- What is expected
Among the entries below, how many lines contain the string "OverrideReferenceNotFound"? Reply with that number alone.

- Data for analysis
--------

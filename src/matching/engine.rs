use std::collections::{BTreeMap, BTreeSet};

use serde::{Deserialize, Serialize};
use thiserror::Error;

use crate::core::config::ComparisonConfig;
use crate::core::descriptor::TypeDescriptor;
use crate::core::types::{HeuristicRule, MatchReason, TypeKind};
use crate::matching::heuristic::MatchContext;

/// A reference type paired with its target counterpart
#[derive(Debug, Clone, Copy)]
pub struct TypeMatch<'a> {
    pub reference: &'a TypeDescriptor,
    pub target: &'a TypeDescriptor,
    /// Precedence step that produced the pair
    pub reason: MatchReason,
}

/// A type left without a counterpart
#[derive(Debug, Clone)]
pub struct UnresolvedType<'a> {
    pub descriptor: &'a TypeDescriptor,

    /// Full names on the other side involved in an ambiguous match, sorted.
    ///
    /// For a reference type these are the candidates it could not choose
    /// between; for a target type, the reference types that found it
    /// ambiguous.
    pub ambiguous_candidates: Vec<String>,
}

impl UnresolvedType<'_> {
    #[must_use]
    pub fn is_ambiguous(&self) -> bool {
        !self.ambiguous_candidates.is_empty()
    }
}

/// Non-fatal problem with a configuration entry; the entry is ignored for matching
#[derive(Error, Debug, Clone, PartialEq, Eq, Serialize, Deserialize)]
#[serde(tag = "warning", rename_all = "snake_case")]
pub enum ConfigWarning {
    #[error("override names reference type '{reference}', which is not in the comparison set")]
    OverrideReferenceNotFound { reference: String },

    #[error("override for '{reference}' names target type '{target}', which is not in the comparison set")]
    OverrideTargetNotFound { reference: String, target: String },

    #[error("override for '{reference}' names target type '{target}', already matched to '{matched_by}'")]
    OverrideTargetAlreadyMatched {
        reference: String,
        target: String,
        matched_by: String,
    },

    #[error("reference type '{reference}' has more than one override; only the first is used")]
    DuplicateOverride { reference: String },
}

/// Outcome of matching two comparison sets.
///
/// Every input type appears exactly once across `matched`,
/// `unmatched_reference` and `unmatched_target`.
#[derive(Debug, Clone, Default)]
pub struct TypeMatching<'a> {
    pub matched: Vec<TypeMatch<'a>>,
    pub unmatched_reference: Vec<UnresolvedType<'a>>,
    pub unmatched_target: Vec<UnresolvedType<'a>>,
    pub warnings: Vec<ConfigWarning>,
}

/// Step-by-step account of how one reference type was resolved
#[derive(Debug, Clone, PartialEq, Eq, Serialize)]
pub struct MatchExplanation {
    pub reference: String,
    pub kind: TypeKind,
    pub expected_namespace: String,
    /// Target named by a configured override, if any
    pub override_target: Option<String>,
    /// Targets declaring this type as their equivalent
    pub declared_equivalents: Vec<String>,
    /// Every heuristic rule with its candidates from the full target set
    pub rules: Vec<RuleExplanation>,
    pub outcome: MatchOutcome,
}

#[derive(Debug, Clone, PartialEq, Eq, Serialize)]
pub struct RuleExplanation {
    pub rule: HeuristicRule,
    /// `None` when the rule does not apply to this type
    pub expected_name: Option<String>,
    pub candidates: Vec<String>,
}

#[derive(Debug, Clone, PartialEq, Eq, Serialize)]
#[serde(tag = "result", rename_all = "snake_case")]
pub enum MatchOutcome {
    Matched { target: String, reason: MatchReason },
    Ambiguous { candidates: Vec<String> },
    Unmatched,
}

/// Match two comparison sets with the given configuration
#[must_use]
pub fn match_types<'a>(
    reference: impl IntoIterator<Item = &'a TypeDescriptor>,
    target: impl IntoIterator<Item = &'a TypeDescriptor>,
    config: &'a ComparisonConfig,
) -> TypeMatching<'a> {
    TypeMatcher::new(reference, target, config).match_all()
}

/// Pairs reference types with target types.
///
/// Precedence steps run globally in order: every override first, then
/// declared equivalence, then the naming heuristic. A step only sees types no
/// earlier step resolved, so a weaker step can never consume a type a
/// stronger one would have claimed. All heuristic rules are one step: a
/// reference type accepted by more than one target under any combination of
/// rules is ambiguous.
pub struct TypeMatcher<'a> {
    context: MatchContext<'a>,
    config: &'a ComparisonConfig,
    /// Sorted by full name
    reference: Vec<&'a TypeDescriptor>,
    /// Sorted by full name
    target: Vec<&'a TypeDescriptor>,
}

/// Mutable bookkeeping for one run; indices point into the matcher's sorted sets
struct MatchState<'a> {
    reference_resolved: Vec<bool>,
    target_taken: Vec<Option<usize>>,
    matched: Vec<TypeMatch<'a>>,
    ambiguous: BTreeMap<usize, Vec<usize>>,
    warnings: Vec<ConfigWarning>,
}

impl<'a> TypeMatcher<'a> {
    pub fn new(
        reference: impl IntoIterator<Item = &'a TypeDescriptor>,
        target: impl IntoIterator<Item = &'a TypeDescriptor>,
        config: &'a ComparisonConfig,
    ) -> Self {
        let mut reference: Vec<&TypeDescriptor> = reference.into_iter().collect();
        let mut target: Vec<&TypeDescriptor> = target.into_iter().collect();
        reference.sort_by(|a, b| a.full_name.cmp(&b.full_name));
        target.sort_by(|a, b| a.full_name.cmp(&b.full_name));

        let context = MatchContext::new(
            reference.iter().copied(),
            target.iter().copied(),
            config,
        );

        Self {
            context,
            config,
            reference,
            target,
        }
    }

    /// Correspondence lookups for this run, shared with member comparison
    #[must_use]
    pub fn context(&self) -> &MatchContext<'a> {
        &self.context
    }

    /// Run all precedence steps and partition both sets
    #[must_use]
    pub fn match_all(&self) -> TypeMatching<'a> {
        let mut state = MatchState {
            reference_resolved: vec![false; self.reference.len()],
            target_taken: vec![None; self.target.len()],
            matched: Vec::new(),
            ambiguous: BTreeMap::new(),
            warnings: Vec::new(),
        };

        self.apply_overrides(&mut state);
        self.apply_declared_equivalents(&mut state);
        self.apply_heuristics(&mut state);

        self.finish(state)
    }

    /// Explain how `full_name` is resolved, or `None` if it is not in the reference set
    #[must_use]
    pub fn explain(&self, full_name: &str) -> Option<MatchExplanation> {
        let reference = *self.reference.get(self.reference_index(full_name)?)?;

        let override_target = self
            .config
            .overrides
            .iter()
            .find(|o| o.reference == full_name)
            .map(|o| o.target.clone());

        let declared_equivalents = self
            .target
            .iter()
            .filter(|t| self.context.declared_equivalent_match(reference, t))
            .map(|t| t.full_name.clone())
            .collect();

        let rules = HeuristicRule::ALL
            .into_iter()
            .map(|rule| RuleExplanation {
                rule,
                expected_name: self.context.expected_target_name(reference, rule),
                candidates: self
                    .target
                    .iter()
                    .filter(|t| {
                        t.declared_equivalent.is_none()
                            && self.context.heuristic_match(reference, t, rule)
                    })
                    .map(|t| t.full_name.clone())
                    .collect(),
            })
            .collect();

        let matching = self.match_all();
        let outcome = if let Some(m) = matching
            .matched
            .iter()
            .find(|m| m.reference.full_name == full_name)
        {
            MatchOutcome::Matched {
                target: m.target.full_name.clone(),
                reason: m.reason,
            }
        } else {
            match matching
                .unmatched_reference
                .iter()
                .find(|u| u.descriptor.full_name == full_name && u.is_ambiguous())
            {
                Some(u) => MatchOutcome::Ambiguous {
                    candidates: u.ambiguous_candidates.clone(),
                },
                None => MatchOutcome::Unmatched,
            }
        };

        Some(MatchExplanation {
            reference: reference.full_name.clone(),
            kind: reference.kind,
            expected_namespace: self.context.expected_namespace(&reference.package),
            override_target,
            declared_equivalents,
            rules,
            outcome,
        })
    }

    fn reference_index(&self, full_name: &str) -> Option<usize> {
        self.reference
            .binary_search_by(|t| t.full_name.as_str().cmp(full_name))
            .ok()
    }

    fn target_index(&self, full_name: &str) -> Option<usize> {
        self.target
            .binary_search_by(|t| t.full_name.as_str().cmp(full_name))
            .ok()
    }

    fn apply_overrides(&self, state: &mut MatchState<'a>) {
        let mut seen = BTreeSet::new();
        for type_override in &self.config.overrides {
            if !seen.insert(type_override.reference.as_str()) {
                state.warn(ConfigWarning::DuplicateOverride {
                    reference: type_override.reference.clone(),
                });
                continue;
            }
            let Some(r) = self.reference_index(&type_override.reference) else {
                state.warn(ConfigWarning::OverrideReferenceNotFound {
                    reference: type_override.reference.clone(),
                });
                continue;
            };
            let Some(t) = self.target_index(&type_override.target) else {
                state.warn(ConfigWarning::OverrideTargetNotFound {
                    reference: type_override.reference.clone(),
                    target: type_override.target.clone(),
                });
                continue;
            };
            if let Some(owner) = state.target_taken[t] {
                state.warn(ConfigWarning::OverrideTargetAlreadyMatched {
                    reference: type_override.reference.clone(),
                    target: type_override.target.clone(),
                    matched_by: self.reference[owner].full_name.clone(),
                });
                continue;
            }
            self.pair(state, r, t, MatchReason::Override);
        }
    }

    fn apply_declared_equivalents(&self, state: &mut MatchState<'a>) {
        self.resolve_unresolved(state, "declared equivalent", |reference, target| {
            self.context
                .declared_equivalent_match(reference, target)
                .then_some(MatchReason::DeclaredEquivalent)
        });
    }

    fn apply_heuristics(&self, state: &mut MatchState<'a>) {
        self.resolve_unresolved(state, "heuristic", |reference, target| {
            if target.declared_equivalent.is_some() {
                return None;
            }
            HeuristicRule::ALL
                .into_iter()
                .find(|&rule| self.context.heuristic_match(reference, target, rule))
                .map(|rule| MatchReason::Heuristic { rule })
        });
    }

    /// One precedence step over every unresolved reference type, in full-name order.
    ///
    /// `accepts` returns the match reason when a target is a candidate.
    fn resolve_unresolved(
        &self,
        state: &mut MatchState<'a>,
        step: &str,
        accepts: impl Fn(&TypeDescriptor, &TypeDescriptor) -> Option<MatchReason>,
    ) {
        for r in 0..self.reference.len() {
            if state.reference_resolved[r] {
                continue;
            }
            let reference = self.reference[r];
            let candidates: Vec<(usize, MatchReason)> = (0..self.target.len())
                .filter(|&t| state.target_taken[t].is_none())
                .filter_map(|t| accepts(reference, self.target[t]).map(|reason| (t, reason)))
                .collect();

            match candidates.len() {
                0 => {}
                1 => {
                    let (t, reason) = candidates[0];
                    self.pair(state, r, t, reason);
                }
                _ => {
                    tracing::debug!(
                        reference = %reference.full_name,
                        step,
                        candidates = candidates.len(),
                        "ambiguous match"
                    );
                    state.reference_resolved[r] = true;
                    state
                        .ambiguous
                        .insert(r, candidates.into_iter().map(|(t, _)| t).collect());
                }
            }
        }
    }

    fn pair(&self, state: &mut MatchState<'a>, r: usize, t: usize, reason: MatchReason) {
        let reference = self.reference[r];
        let target = self.target[t];
        tracing::debug!(
            reference = %reference.full_name,
            target = %target.full_name,
            step = %reason,
            "matched"
        );

        state.reference_resolved[r] = true;
        state.target_taken[t] = Some(r);
        state.matched.push(TypeMatch {
            reference,
            target,
            reason,
        });
    }

    fn finish(&self, state: MatchState<'a>) -> TypeMatching<'a> {
        let mut ambiguous_by_target: BTreeMap<usize, Vec<String>> = BTreeMap::new();
        for (&r, candidates) in &state.ambiguous {
            for &t in candidates {
                ambiguous_by_target
                    .entry(t)
                    .or_default()
                    .push(self.reference[r].full_name.clone());
            }
        }

        let unmatched_reference = (0..self.reference.len())
            .filter(|r| !state.reference_resolved[*r] || state.ambiguous.contains_key(r))
            .map(|r| UnresolvedType {
                descriptor: self.reference[r],
                ambiguous_candidates: state
                    .ambiguous
                    .get(&r)
                    .map(|candidates| {
                        candidates
                            .iter()
                            .map(|&t| self.target[t].full_name.clone())
                            .collect()
                    })
                    .unwrap_or_default(),
            })
            .collect();

        let unmatched_target = (0..self.target.len())
            .filter(|&t| state.target_taken[t].is_none())
            .map(|t| UnresolvedType {
                descriptor: self.target[t],
                ambiguous_candidates: ambiguous_by_target.remove(&t).unwrap_or_default(),
            })
            .collect();

        TypeMatching {
            matched: state.matched,
            unmatched_reference,
            unmatched_target,
            warnings: state.warnings,
        }
    }
}

impl MatchState<'_> {
    fn warn(&mut self, warning: ConfigWarning) {
        tracing::warn!("{warning}");
        self.warnings.push(warning);
    }
}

--------

- Result of the exercise
2